Collected data entries
◆ ◆ ◆ ◆
//! Builtin Command Dispatch
//!
//! Handles dispatch of built-in shell commands like export, unset, cd, etc.
//! Separated from interpreter.rs for modularity.

use std::collections::HashMap;
use crate::ast::types::CompoundCommandNode;
use crate::interpreter::builtins::{
    handle_break, handle_cd, handle_compgen, handle_complete, handle_compopt, handle_continue,
    handle_declare, handle_dirs, handle_exit, handle_export, handle_getopts, handle_hash,
    handle_help, handle_let, handle_local, handle_mapfile, handle_popd, handle_pushd,
    handle_read, handle_readonly, handle_return, handle_set, handle_shift, handle_shopt,
    handle_unset, BuiltinResult,
};
use crate::commands::{Command as RegistryCommand, CommandContext};
use crate::fs::InMemoryFs;
use crate::interpreter::conditionals::evaluate_test_expression;
use crate::interpreter::errors::InterpreterError;
use crate::interpreter::functions::call_function;
use crate::interpreter::helpers::result::{OK, failure, test_result};
use crate::interpreter::helpers::shell_constants::SHELL_BUILTINS;
use crate::interpreter::helpers::sync_poll::block_on_ready;
use crate::interpreter::types::{ExecResult, ExecutionLimits, InterpreterState};
use std::sync::Arc;

/// Run one of the `Command` impls that are real shell builtins (`echo`,
/// `printf`, `pwd`) rather than external-registry entries. None of these
/// ever actually suspend inside `execute`, so polling once is safe; `fs`
/// is a throwaway in-memory filesystem since none of them touch it on the
/// paths reachable here (`pwd -P`'s realpath lookup just falls back to
/// `cwd`, matching its own no-such-path behavior).
fn run_builtin_command(cmd: &dyn RegistryCommand, args: &[String], cwd: &str) -> ExecResult {
    let ctx = CommandContext {
        args: args.to_vec(),
        stdin: String::new(),
        cwd: cwd.to_string(),
        env: HashMap::new(),
        fs: Arc::new(InMemoryFs::new()),
        exec_fn: None,
        fetch_fn: None,
    };
    let result = block_on_ready(cmd.execute(ctx));
    ExecResult::new(result.stdout, result.stderr, result.exit_code)
}

/// Type for the function that runs a named command recursively (used by
/// `exec`, `command`, and `builtin`). Takes the interpreter state explicitly
/// rather than capturing it, since dispatch may recurse into itself.
pub type RunCommandFn<'a> = &'a dyn Fn(
    &mut InterpreterState,
    &str,           // command_name
    &[String],      // args
    &[bool],        // quoted_args
    &str,           // stdin
    bool,           // skip_functions
    bool,           // use_default_path
    i32,            // stdin_source_fd
) -> Result<ExecResult, InterpreterError>;

/// Type for the function that builds exported environment.
pub type BuildExportedEnvFn<'a> = &'a dyn Fn(&InterpreterState) -> HashMap<String, String>;

/// Type for the function that executes user scripts (eval, source).
pub type ExecuteUserScriptFn<'a> =
    &'a dyn Fn(&mut InterpreterState, &str, &[String], Option<&str>) -> Result<ExecResult, InterpreterError>;

/// Type for the function that runs a called function's compound-command body.
pub type ExecuteFunctionBodyFn<'a> =
    &'a dyn Fn(&mut InterpreterState, &CompoundCommandNode, &str) -> Result<ExecResult, InterpreterError>;

/// Dispatch context containing dependencies needed for builtin dispatch.
///
/// Deliberately does NOT hold `&mut InterpreterState` itself - state is
/// threaded explicitly through `dispatch_builtin`'s own parameter so that
/// `run_command`/`execute_function_body` can recurse into state without a
/// `RefCell` double-borrow.
pub struct BuiltinDispatchContext<'a> {
    pub run_command: RunCommandFn<'a>,
    pub build_exported_env: BuildExportedEnvFn<'a>,
    pub execute_user_script: ExecuteUserScriptFn<'a>,
    pub execute_function_body: ExecuteFunctionBodyFn<'a>,
    pub limits: &'a ExecutionLimits,
    /// Sync filesystem handle, so `test`/`[` can resolve file-test operators
    /// (`-e`, `-f`, `-d`, ...) the same way `[[ ]]` does in the execution engine.
    pub fs: &'a dyn crate::interpreter::interpreter::FileSystem,
}

fn exec_of(r: BuiltinResult) -> ExecResult {
    ExecResult::new(r.stdout, r.stderr, r.exit_code)
}

/// Dispatch a command to the appropriate builtin handler or external command.
/// Returns None if the command should be handled by external command resolution.
///
/// The outer `Option` signals "not a builtin, try external resolution"; the
/// inner `Result` carries control-flow errors (break/continue/return/exit)
/// the same way normal command execution does.
pub fn dispatch_builtin(
    state: &mut InterpreterState,
    dispatch_ctx: &BuiltinDispatchContext,
    command_name: &str,
    args: &[String],
    _quoted_args: &[bool],
    stdin: &str,
    skip_functions: bool,
    _use_default_path: bool,
    stdin_source_fd: i32,
) -> Option<Result<ExecResult, InterpreterError>> {
    // Special builtins (cannot be overridden by functions, participate in control flow)
    match command_name {
        "export" => return Some(Ok(exec_of(handle_export(state, args)))),
        "exit" => {
            return Some(match handle_exit(state, args) {
                Ok(infallible) => match infallible {},
                Err(e) => Err(e),
            });
        }
        "set" => return Some(handle_set(state, args).map(exec_of)),
        "break" => return Some(handle_break(state, args).map(exec_of)),
        "continue" => return Some(handle_continue(state, args).map(exec_of)),
        "return" => return Some(handle_return(state, args).map(exec_of)),
        "shift" => return Some(handle_shift(state, args).map(exec_of)),
        "shopt" => return Some(Ok(exec_of(handle_shopt(state, args)))),
        "help" => return Some(Ok(exec_of(handle_help(args)))),
        "readonly" => return Some(Ok(exec_of(handle_readonly(state, args)))),
        "declare" | "typeset" => return Some(Ok(exec_of(handle_declare(state, args)))),
        "local" => return Some(Ok(handle_local(state, args))),
        "unset" => return Some(Ok(handle_unset(state, args))),
        _ => {}
    }

    // User-defined functions override most builtins (except special ones above)
    if !skip_functions {
        if let Some(func) = state.functions.get(command_name).cloned() {
            let call_line = Some(state.current_line);
            let max_call_depth = dispatch_ctx.limits.max_recursion_depth;
            let body = (*func.body).clone();
            return Some(call_function(
                state,
                &func,
                args,
                stdin,
                call_line,
                max_call_depth,
                |state, stdin| (dispatch_ctx.execute_function_body)(state, &body, stdin),
            ));
        }
    }

    // Simple builtins (can be overridden by functions)
    match command_name {
        ":" | "true" => return Some(Ok(OK)),
        "false" => return Some(Ok(test_result(false))),
        "echo" => return Some(Ok(run_builtin_command(&crate::commands::echo::EchoCommand, args, &state.cwd))),
        "printf" => return Some(Ok(run_builtin_command(&crate::commands::printf::PrintfCommand, args, &state.cwd))),
        "pwd" => return Some(Ok(run_builtin_command(&crate::commands::pwd::PwdCommand, args, &state.cwd))),
        "cd" => return Some(Ok(handle_cd(state, args))),
        "read" => return Some(Ok(exec_of(handle_read(state, args, stdin, stdin_source_fd)))),
        "mapfile" | "readarray" => return Some(Ok(exec_of(handle_mapfile(state, args, stdin)))),
        "getopts" => return Some(Ok(exec_of(handle_getopts(state, args)))),
        "hash" => return Some(Ok(exec_of(handle_hash(state, args)))),
        "let" => return Some(Ok(exec_of(handle_let(state, args)))),
        "pushd" => return Some(Ok(exec_of(handle_pushd(state, args)))),
        "popd" => return Some(Ok(exec_of(handle_popd(state, args)))),
        "dirs" => return Some(Ok(exec_of(handle_dirs(state, args)))),
        "compgen" => return Some(Ok(exec_of(handle_compgen(state, args)))),
        "complete" => return Some(Ok(exec_of(handle_complete(state, args)))),
        "compopt" => return Some(Ok(exec_of(handle_compopt(state, args)))),
        "command" => return Some(handle_command_builtin(state, dispatch_ctx, args, stdin)),
        "builtin" => return Some(handle_builtin_builtin(state, dispatch_ctx, args, stdin)),
        "exec" => {
            if args.is_empty() {
                return Some(Ok(OK));
            }
            let cmd = &args[0];
            let rest: Vec<String> = args[1..].to_vec();
            return Some((dispatch_ctx.run_command)(state, cmd, &rest, &[], stdin, false, false, -1));
        }
        "wait" => return Some(Ok(OK)),
        "[" | "test" => {
            let mut test_args = args.to_vec();
            if command_name == "[" {
                if test_args.last().map(|s| s.as_str()) != Some("]") {
                    return Some(Ok(failure("[: missing `]'\n")));
                }
                test_args.pop();
            }
            return Some(Ok(exec_of(handle_test(state, &test_args, dispatch_ctx.fs))));
        }
        _ => {}
    }

    // Return None to indicate command should be handled by external resolution
    None
}

/// Handle the 'command' builtin
fn handle_command_builtin(
    state: &mut InterpreterState,
    dispatch_ctx: &BuiltinDispatchContext,
    args: &[String],
    stdin: &str,
) -> Result<ExecResult, InterpreterError> {
    if args.is_empty() {
        return Ok(OK);
    }

    let mut use_default_path = false;
    let mut verbose_describe = false;
    let mut show_path = false;
    let mut cmd_args = args.to_vec();

    while !cmd_args.is_empty() && cmd_args[0].starts_with('-') {
        let opt = &cmd_args[0];
        if opt == "--" {
            cmd_args.remove(0);
            break;
        }
        for ch in opt[1..].chars() {
            match ch {
                'p' => use_default_path = true,
                'V' => verbose_describe = true,
                'v' => show_path = true,
                _ => {}
            }
        }
        cmd_args.remove(0);
    }

    if cmd_args.is_empty() {
        return Ok(OK);
    }

    if show_path || verbose_describe {
        return Ok(handle_command_v(state, &cmd_args, show_path, verbose_describe));
    }

    let cmd = &cmd_args[0];
    let rest: Vec<String> = cmd_args[1..].to_vec();
    (dispatch_ctx.run_command)(state, cmd, &rest, &[], stdin, true, use_default_path, -1)
}

/// Handle the 'builtin' builtin
fn handle_builtin_builtin(
    state: &mut InterpreterState,
    dispatch_ctx: &BuiltinDispatchContext,
    args: &[String],
    stdin: &str,
) -> Result<ExecResult, InterpreterError> {
    if args.is_empty() {
        return Ok(OK);
    }

    let mut cmd_args = args.to_vec();
    if cmd_args[0] == "--" {
        cmd_args.remove(0);
        if cmd_args.is_empty() {
            return Ok(OK);
        }
    }

    let cmd = &cmd_args[0];

    if !SHELL_BUILTINS.contains(cmd.as_str()) {
        return Ok(failure(format!("bash: builtin: {}: not a shell builtin\n", cmd)));
    }

    let rest: Vec<String> = cmd_args[1..].to_vec();
    (dispatch_ctx.run_command)(state, cmd, &rest, &[], stdin, true, false, -1)
}

fn handle_command_v(
    state: &InterpreterState,
    names: &[String],
    show_path: bool,
    verbose_describe: bool,
) -> ExecResult {
    let mut stdout = String::new();
    let mut exit_code = 0;

    for name in names {
        if SHELL_BUILTINS.contains(name.as_str()) {
            if verbose_describe {
                stdout.push_str(&format!("{} is a shell builtin\n", name));
            } else {
                stdout.push_str(&format!("{}\n", name));
            }
        } else if state.functions.contains_key(name) {
            if verbose_describe {
                stdout.push_str(&format!("{} is a function\n", name));
            } else {
                stdout.push_str(&format!("{}\n", name));
            }
        } else {
            exit_code = 1;
        }
    }

    ExecResult::new(stdout, String::new(), exit_code)
}

/// Evaluate `test`/`[` arguments as a full POSIX conditional expression.
fn handle_test(state: &InterpreterState, args: &[String], fs: &dyn crate::interpreter::interpreter::FileSystem) -> BuiltinResult {
    match evaluate_test_expression(state, args, fs) {
        Ok(true) => BuiltinResult::ok(),
        Ok(false) => BuiltinResult { stdout: String::new(), stderr: String::new(), exit_code: 1 },
        Err(msg) => BuiltinResult::failure(&msg, 2),
    }
}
◆ ◆ ◆ ◆
Exercise
Every line of the data that includes the word "helpers" should be copied.

Exercise result
use crate::interpreter::helpers::result::{OK, failure, test_result};
use crate::interpreter::helpers::shell_constants::SHELL_BUILTINS;
use crate::interpreter::helpers::sync_poll::block_on_ready;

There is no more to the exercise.